Football with your hands tied

So Chiang Mai lost the Lanna derby 0-1 at home to Chiang Rai United last night but the result is less significant than what was going on behind the scenes leading to the management, team and supporters being cheated by the owners and directors of the club.

Some details – as far as I have been able to find out:

Boon Rawd brewery (Singha and Leo) own Chiang Rai United, Chiang Mai FC and also Bangkok Glass.

Chiang Rai United is the senior team and has a squad far larger than needed. Some ten players are out on loan – mostly to Chiang Mai FC.

In most leagues players on loan to another club cannot play against the club that they are contracted to.

The Thai league allows loan players to play against their owner club unless the owning club says otherwise.

Chiang Rai should be a contender for the league title but their start to the season has been difficult.

Three days before last night’s game Chiang Rai said that most of the on loan players would not be allowed to play for Chiang Mai.

Missing from the starting line up last night (compared to the game at Suphan Buri last week) were:

Goalkeeper: Nont
Midfield: Chotipat; Ekanit and Gionata.
Forward; Azadzoy.

Azadzoy is an ex-Chiang Rai player – he was on loan to Chiang Mai last season but I thought that he was now contracted to Chiang Mai. Which makes his omission strange.

Oddly Yuttajak was allowed to pay and on the substitute’s bench was Kevin, a goalkeeper. Both are contracted to Chiang Rai. Kevin came on as early as the 12th minute after a hand or wrist injury to Narit.

Chiang Rai’s decision to forbid the use of loan players by Chiang Mai led to the resignation this week of the Chiang Mai club chairman/president. The rest of the club’s board of directors are Boon Rawd company officers.

So onto the game;

It was 38C at kick off. The AQI was around 170. Basically a miserable night for football. And that was reflected in the pace – or lack of it in the game. It did not look as through Chiang Rai ever got past second, maybe third gear. Chiang Rai had a goal disallowed just before half time; Shinnaphat ruled offside. In the 51st minute Siwakorn made it 1-0 to Chiang Rai with a direct run and finish from 20 yards low to Kevin’s right side in the Chiang Rai goal. Evson, who was generally strong all game, will look at that goal and think his challenge should have been stronger.

Kevin then made a fabulous save from a Bill header after a cross from Lee Yong-Ra. The ball deflecting against the crossbar and down onto the goal-line – credit here to the linesman who was right in line and said no goal.

Up front Chiang Mai offered little – Ronnachai shot just wide after 9 minutes and in the 37th minute a strong break from Eviason finished with him blazing narrowly over the crossbar.

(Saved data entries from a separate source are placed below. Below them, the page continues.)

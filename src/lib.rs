//! A protocol engine for speaking RESP3 (Redis Serialization Protocol, version 3)
//! to a Redis-compatible server over a single TCP connection.
//!
//! This crate covers exactly four things: encoding a [`Command`] onto the wire,
//! decoding a response into a [`Value`], discarding a response without
//! materializing it, and the [`Connection`] state machine that sequences
//! connect, the mandatory `HELLO 3` handshake, and write/read turns.
//!
//! It deliberately does not include connection pooling, pipelining, retries,
//! TLS, pub/sub, clustering, or any higher-level command wrappers — those are
//! the job of a layer built on top of this one.

#![warn(
    anonymous_parameters,
    missing_copy_implementations,
    missing_debug_implementations,
    missing_docs,
    nonstandard_style,
    rust_2018_idioms,
    single_use_lifetimes,
    trivial_casts,
    trivial_numeric_casts,
    unreachable_pub,
    unused_extern_crates,
    unused_qualifications
)]

mod codec;
mod command;
mod connection;
mod error;
mod url;
mod value;

pub use codec::{decode_response, discard_response, encode_command};
pub use command::{Command, IntoArg};
pub use connection::Connection;
pub use error::{
    CodecError, ConnectionError, RedisError, ResponseError, StateError, UnsupportedTag,
};
pub use value::Value;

In the last fifteen minutes both Evson and Thossapol went down with severe cramp. Evson was eventually substituted. That in itself tells you where the game was being played.

The only surprise was that Chiang Rai did not finish the game off. At 0-1 down Chiang Mai always had a chance of salvaging an unlikely point. Chiang Rai were poor. But they had the advantage of playing against a Chiang Mai side that was playing with its hands tied.


There is something genuinely unsavoury about this match; about how it was won; and what it says about the owner’s commitment to Chiang Mai FC.

The Boon Rawd brewery will ensure (as far as it can) that Chiang Rai is competing for honours this season. It has offloaded surplus footballers to Chiang Mai – but then decides when they are allowed to play. To make this decision just three days before the game is not in the spirit of the sport or of co-operation between the clubs. It also short changes the fans who want to see the best players and a competitive match.

This is not a situation that will be resolved until and if Chiang Mai is independently owned. If that does not happen (and it is hard to see any independent corporation with deep enough pockets to finance this club) then Boon Rawd will make the decisions for the club and the management. Leaving Chiang Mai in danger of immediate relegation – probably to be replaced by Boon Rawd owned Bangkok Glass.

The club coach will make the right PR noises about moving onto the next game; but he has always appeared to be the most genuine and committed of individuals and he must feel that he has been under cut by this farce (there is no better word). Will he stay when he cannot pick his own team?